Martha Hedwig Wygodzinski (born July 2, 1869 in Berlin ; † February 27, 1943 in the Theresienstadt concentration camp ) was a German politician ( SPD ) and the first female member of the " Berlin Medical Society ".

Life

Wygodzinski grew up with three sisters, including the SPD politician Wally Zepler , as the daughter of Max Meir Wÿgodzinski (1834–1909) and his wife Nanny Wÿgodzinski in an upper-class, Jewish family in Berlin. The father Max Max Wÿgodzinski was the founder of the "Israelite Teachers Home" in Berlin. Martha Wygodzinski studied at the University of Zurich , one of the few European universities that made it possible for women to study. She was involved in the bourgeois women's movement and in the SPD. After her license to practice medicine in 1902, she worked as a "doctor for the poor" in the Berlin districts of Mitte and Prenzlauer Berg . In Pankow she opened the “ Polyclinic for Women” and a home for single mothers.

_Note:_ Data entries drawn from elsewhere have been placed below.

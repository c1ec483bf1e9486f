//! Rule storage abstraction.
//!
//! The rule engine only needs three primitives from storage, all executed
//! inside a caller-controlled transaction:
//!
//! - **insert** a new rule and get it back with its assigned id
//! - **nullify** every still-open rule matching a [`RuleFilter`]
//! - **select** rules matching a [`RuleFilter`], ordered by creation
//!
//! Two implementations exist: [`MemoryRuleStore`] (embedded, used by tests)
//! and [`crate::db::SqliteRuleStore`] (persistent).
//!
//! # Isolation
//!
//! A [`TxMode::Write`] transaction excludes every other write transaction
//! from the moment it begins until it commits or is dropped. The engine runs
//! its whole check-insert-supersede sequence inside one, so two concurrent
//! mutations can never both pass a conflict check. Dropping a transaction
//! without committing discards its changes.

mod memory;

pub use memory::MemoryRuleStore;

use crate::net::NetworkPrefix;
use crate::rules::model::{BlockingRule, NewRule, Nullification, RuleId, RuleType};
use async_trait::async_trait;
use chrono::{DateTime, Duration, Utc};
use thiserror::Error;

/// Storage errors.
#[derive(Debug, Error)]
pub enum StoreError {
    #[error("database error: {0}")]
    Sqlx(#[from] sqlx::Error),
    #[error("migration error: {0}")]
    Migration(#[from] sqlx::migrate::MigrateError),
    /// The rule would end less than [`minimum_lead_time`] after creation.
    #[error("rule ends too soon after its creation")]
    EmptyDuration,
    #[error("whitelist entries cannot expire")]
    ExpiringWhitelist,
    #[error("corrupt rule row {id}: {reason}")]
    CorruptRow { id: RuleId, reason: String },
    #[error("transaction already finished")]
    TransactionFinished,
    #[error("read-only transaction cannot {0}")]
    ReadOnly(&'static str),
}

/// Shortest lifetime a time-bounded rule may have.
pub fn minimum_lead_time() -> Duration {
    Duration::minutes(1)
}

/// Check the insert-time invariants every store enforces.
pub fn validate_new_rule(rule: &NewRule) -> Result<(), StoreError> {
    match (rule.rule_type, rule.expires_at) {
        (RuleType::Whitelist, Some(_)) => Err(StoreError::ExpiringWhitelist),
        (_, Some(end)) if end < rule.created_at + minimum_lead_time() => {
            Err(StoreError::EmptyDuration)
        }
        _ => Ok(()),
    }
}

/// Transaction flavour.
#[derive(Debug, Clone, Copy, PartialEq, Eq)]
pub enum TxMode {
    /// Consistent reads; never blocks writers for long.
    Read,
    /// Exclusive writer for the lifetime of the transaction.
    Write,
}

/// Address predicate of a [`RuleFilter`].
#[derive(Debug, Clone, Copy, PartialEq, Eq)]
pub enum AddressMatch {
    /// Rule address equals this prefix.
    Exact(NetworkPrefix),
    /// Rule address contains or is contained in this prefix.
    Overlapping(NetworkPrefix),
}

impl AddressMatch {
    pub fn matches(&self, address: &NetworkPrefix) -> bool {
        match self {
            AddressMatch::Exact(prefix) => prefix == address,
            AddressMatch::Overlapping(prefix) => prefix.overlaps(address),
        }
    }
}

/// Expiry predicate of a [`RuleFilter`]. Rules without expiry count as
/// never ending.
#[derive(Debug, Clone, Copy, PartialEq, Eq)]
pub enum ExpiryBound {
    /// `expires_at < t`
    Before(DateTime<Utc>),
    /// `expires_at >= t` (or no expiry)
    AtOrAfter(DateTime<Utc>),
}

/// Row filter. Unset fields do not constrain.
#[derive(Debug, Clone, Default, PartialEq, Eq)]
pub struct RuleFilter {
    pub rule_type: Option<RuleType>,
    pub address: Option<AddressMatch>,
    /// Only rules that are active at this instant.
    pub active_at: Option<DateTime<Utc>>,
    pub expiry: Option<ExpiryBound>,
    pub exclude_id: Option<RuleId>,
}

impl RuleFilter {
    /// Rules of `rule_type` active at `now`.
    pub fn active(rule_type: RuleType, now: DateTime<Utc>) -> Self {
        Self {
            rule_type: Some(rule_type),
            active_at: Some(now),
            ..Self::default()
        }
    }

    /// Every rule, any type and status.
    pub fn all() -> Self {
        Self::default()
    }

    pub fn exact(mut self, address: NetworkPrefix) -> Self {
        self.address = Some(AddressMatch::Exact(address));
        self
    }

    pub fn overlapping(mut self, address: NetworkPrefix) -> Self {
        self.address = Some(AddressMatch::Overlapping(address));
        self
    }

    pub fn expiring_before(mut self, t: DateTime<Utc>) -> Self {
        self.expiry = Some(ExpiryBound::Before(t));
        self
    }

    pub fn expiring_at_or_after(mut self, t: DateTime<Utc>) -> Self {
        self.expiry = Some(ExpiryBound::AtOrAfter(t));
        self
    }

    pub fn excluding(mut self, id: Option<RuleId>) -> Self {
        self.exclude_id = id;
        self
    }

    /// Evaluate the filter against a single rule.
    pub fn matches(&self, rule: &BlockingRule) -> bool {
        if self.rule_type.is_some_and(|t| t != rule.rule_type) {
            return false;
        }
        if self.exclude_id == Some(rule.id) {
            return false;
        }
        if let Some(address) = &self.address
            && !address.matches(&rule.address)
        {
            return false;
        }
        if let Some(now) = self.active_at
            && !rule.is_active(now)
        {
            return false;
        }
        match (self.expiry, rule.expires_at) {
            (Some(ExpiryBound::Before(t)), Some(end)) => end < t,
            (Some(ExpiryBound::Before(_)), None) => false,
            (Some(ExpiryBound::AtOrAfter(t)), Some(end)) => end >= t,
            (Some(ExpiryBound::AtOrAfter(_)), None) | (None, _) => true,
        }
    }
}

/// Source of transactions.
#[async_trait]
pub trait RuleStore: Send + Sync {
    async fn begin(&self, mode: TxMode) -> Result<Box<dyn RuleTransaction>, StoreError>;
}

/// An open transaction. Dropping it without [`commit`](Self::commit) rolls back.
#[async_trait]
pub trait RuleTransaction: Send {
    /// Insert a rule; the store assigns its id.
    async fn insert(&mut self, rule: NewRule) -> Result<BlockingRule, StoreError>;

    /// Stamp `nullification` on every not-yet-nullified rule matching
    /// `filter` and return the updated rules in creation order.
    async fn nullify(
        &mut self,
        filter: &RuleFilter,
        nullification: &Nullification,
    ) -> Result<Vec<BlockingRule>, StoreError>;

    /// Rules matching `filter`, ordered by creation time, then id.
    async fn select(&mut self, filter: &RuleFilter) -> Result<Vec<BlockingRule>, StoreError>;

    /// Make the transaction's changes visible. The handle is spent afterwards.
    async fn commit(&mut self) -> Result<(), StoreError>;
}

/// Sort rules the way every `select` returns them.
pub(crate) fn sort_by_creation(rules: &mut [BlockingRule]) {
    rules.sort_by(|a, b| a.created_at.cmp(&b.created_at).then(a.id.cmp(&b.id)));
}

In 1927 she was elected to the Berlin Medical Association as a representative of the Working Group of Social Democratic Doctors . In 1933 she lost her position in the Berlin Medical Association and was expelled from the Association of German Doctors . She was able to continue her practice for Jewish patients until 1935. In 1938 her license to practice medicine was revoked because of her Jewish origin. On July 9, 1942 she was deported to Theresienstadt (18th transport of old people), where she died eight months later.

politics

Wygodzinski was a Berlin city councilor for the SPD from 1919 to 1925 and campaigned for the abolition of Section 218 .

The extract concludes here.